Given data –
######
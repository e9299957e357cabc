//! Variable table: names to lazily allocated zero-page words

use crate::error::{ErrorKind, Fallible};
use crate::word::Arg;
use gcl_asm::Backend;
use std::collections::HashMap;

/// Bytes of storage per variable
pub const VAR_SIZE: u8 = 2;

#[derive(Debug, Default, Clone)]
pub struct Variables {
    slots: HashMap<String, u8>,
}

impl Variables {
    pub fn new() -> Self {
        Self::default()
    }

    /// Zero-page address for an operand.
    ///
    /// A name gets two fresh bytes on first use and keeps them for the rest
    /// of the unit. A literal is an explicit slot and must fit in one byte.
    pub fn address<B: Backend>(&mut self, arg: &Arg, backend: &mut B) -> Fallible<u8> {
        match arg {
            Arg::Var(name) => {
                if let Some(&address) = self.slots.get(name) {
                    return Ok(address);
                }
                let address = backend.zp_alloc(VAR_SIZE)?;
                log::debug!("Variable {} at {:02x}", name, address);
                self.slots.insert(name.clone(), address);
                Ok(address)
            }
            Arg::Lit(index) => u8::try_from(*index).map_err(|_| ErrorKind::IndexOutOfRange(*index)),
        }
    }

    pub fn get(&self, name: &str) -> Option<u8> {
        self.slots.get(name).copied()
    }

    pub fn len(&self) -> usize {
        self.slots.len()
    }

    pub fn is_empty(&self) -> bool {
        self.slots.is_empty()
    }

    /// Variables in alphabetical order
    pub fn sorted(&self) -> Vec<(&str, u8)> {
        let mut vars: Vec<_> = self
            .slots
            .iter()
            .map(|(name, &address)| (name.as_str(), address))
            .collect();
        vars.sort_unstable();
        vars
    }
}

#[cfg(test)]
mod tests {
    use super::*;
    use gcl_asm::{AsmError, RomImage};
    use proptest::prelude::*;

    fn var(name: &str) -> Arg {
        Arg::Var(name.to_string())
    }

    #[test]
    fn test_same_name_same_address() {
        let mut image = RomImage::new(0);
        let mut vars = Variables::new();
        let x = vars.address(&var("x"), &mut image).unwrap();
        let y = vars.address(&var("y"), &mut image).unwrap();
        assert_eq!(x, 0x30);
        assert_eq!(y, 0x32);
        assert_eq!(vars.address(&var("x"), &mut image).unwrap(), x);
        assert_eq!(image.zp_free(), 0x34);
        assert_eq!(vars.sorted(), vec![("x", 0x30), ("y", 0x32)]);
    }

    #[test]
    fn test_literal_index() {
        let mut image = RomImage::new(0);
        let mut vars = Variables::new();
        assert_eq!(vars.address(&Arg::Lit(0x81), &mut image), Ok(0x81));
        assert_eq!(
            vars.address(&Arg::Lit(256), &mut image),
            Err(ErrorKind::IndexOutOfRange(256))
        );
        assert_eq!(
            vars.address(&Arg::Lit(-1), &mut image),
            Err(ErrorKind::IndexOutOfRange(-1))
        );
        assert!(vars.is_empty());
    }

    #[test]
    fn test_zero_page_exhausted() {
        let mut image = RomImage::new(0);
        image.set_zero_page(0x7e, 0x80);
        let mut vars = Variables::new();
        vars.address(&var("a"), &mut image).unwrap();
        assert!(matches!(
            vars.address(&var("b"), &mut image),
            Err(ErrorKind::Backend(AsmError::ZeroPageFull { .. }))
        ));
    }

    proptest! {
        #[test]
        fn addresses_are_stable_and_distinct(names in proptest::collection::vec("[a-z]{1,3}", 1..20)) {
            let mut image = RomImage::new(0);
            let mut vars = Variables::new();
            let first: Vec<u8> = names
                .iter()
                .map(|n| vars.address(&var(n), &mut image).unwrap())
                .collect();
            for (name, address) in names.iter().zip(&first) {
                prop_assert_eq!(vars.address(&var(name), &mut image).unwrap(), *address);
            }
            let sorted = vars.sorted();
            for pair in sorted.windows(2) {
                prop_assert_ne!(pair[0].1, pair[1].1);
            }
        }
    }
}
######
Reproduce the listing in full. Keep it exactly as written.

repository e9299957e357cabc
//! Variable table: names to lazily allocated zero-page words

use crate::error::{ErrorKind, Fallible};
use crate::word::Arg;
use gcl_asm::Backend;
use std::collections::HashMap;

/// Bytes of storage per variable
pub const VAR_SIZE: u8 = 2;

#[derive(Debug, Default, Clone)]
pub struct Variables {
    slots: HashMap<String, u8>,
}

impl Variables {
    pub fn new() -> Self {
        Self::default()
    }

    /// Zero-page address for an operand.
    ///
    /// A name gets two fresh bytes on first use and keeps them for the rest
    /// of the unit. A literal is an explicit slot and must fit in one byte.
    pub fn address<B: Backend>(&mut self, arg: &Arg, backend: &mut B) -> Fallible<u8> {
        match arg {
            Arg::Var(name) => {
                if let Some(&address) = self.slots.get(name) {
                    return Ok(address);
                }
                let address = backend.zp_alloc(VAR_SIZE)?;
                log::debug!("Variable {} at {:02x}", name, address);
                self.slots.insert(name.clone(), address);
                Ok(address)
            }
            Arg::Lit(index) => u8::try_from(*index).map_err(|_| ErrorKind::IndexOutOfRange(*index)),
        }
    }

    pub fn get(&self, name: &str) -> Option<u8> {
        self.slots.get(name).copied()
    }

    pub fn len(&self) -> usize {
        self.slots.len()
    }

    pub fn is_empty(&self) -> bool {
        self.slots.is_empty()
    }

    /// Variables in alphabetical order
    pub fn sorted(&self) -> Vec<(&str, u8)> {
        let mut vars: Vec<_> = self
            .slots
            .iter()
            .map(|(name, &address)| (name.as_str(), address))
            .collect();
        vars.sort_unstable();
        vars
    }
}

#[cfg(test)]
mod tests {
    use super::*;
    use gcl_asm::{AsmError, RomImage};
    use proptest::prelude::*;

    fn var(name: &str) -> Arg {
        Arg::Var(name.to_string())
    }

    #[test]
    fn test_same_name_same_address() {
        let mut image = RomImage::new(0);
        let mut vars = Variables::new();
        let x = vars.address(&var("x"), &mut image).unwrap();
        let y = vars.address(&var("y"), &mut image).unwrap();
        assert_eq!(x, 0x30);
        assert_eq!(y, 0x32);
        assert_eq!(vars.address(&var("x"), &mut image).unwrap(), x);
        assert_eq!(image.zp_free(), 0x34);
        assert_eq!(vars.sorted(), vec![("x", 0x30), ("y", 0x32)]);
    }

    #[test]
    fn test_literal_index() {
        let mut image = RomImage::new(0);
        let mut vars = Variables::new();
        assert_eq!(vars.address(&Arg::Lit(0x81), &mut image), Ok(0x81));
        assert_eq!(
            vars.address(&Arg::Lit(256), &mut image),
            Err(ErrorKind::IndexOutOfRange(256))
        );
        assert_eq!(
            vars.address(&Arg::Lit(-1), &mut image),
            Err(ErrorKind::IndexOutOfRange(-1))
        );
        assert!(vars.is_empty());
    }

    #[test]
    fn test_zero_page_exhausted() {
        let mut image = RomImage::new(0);
        image.set_zero_page(0x7e, 0x80);
        let mut vars = Variables::new();
        vars.address(&var("a"), &mut image).unwrap();
        assert!(matches!(
            vars.address(&var("b"), &mut image),
            Err(ErrorKind::Backend(AsmError::ZeroPageFull { .. }))
        ));
    }

    proptest! {
        #[test]
        fn addresses_are_stable_and_distinct(names in proptest::collection::vec("[a-z]{1,3}", 1..20)) {
            let mut image = RomImage::new(0);
            let mut vars = Variables::new();
            let first: Vec<u8> = names
                .iter()
                .map(|n| vars.address(&var(n), &mut image).unwrap())
                .collect();
            for (name, address) in names.iter().zip(&first) {
                prop_assert_eq!(vars.address(&var(name), &mut image).unwrap(), *address);
            }
            let sorted = vars.sorted();
            for pair in sorted.windows(2) {
                prop_assert_ne!(pair[0].1, pair[1].1);
            }
        }
    }
}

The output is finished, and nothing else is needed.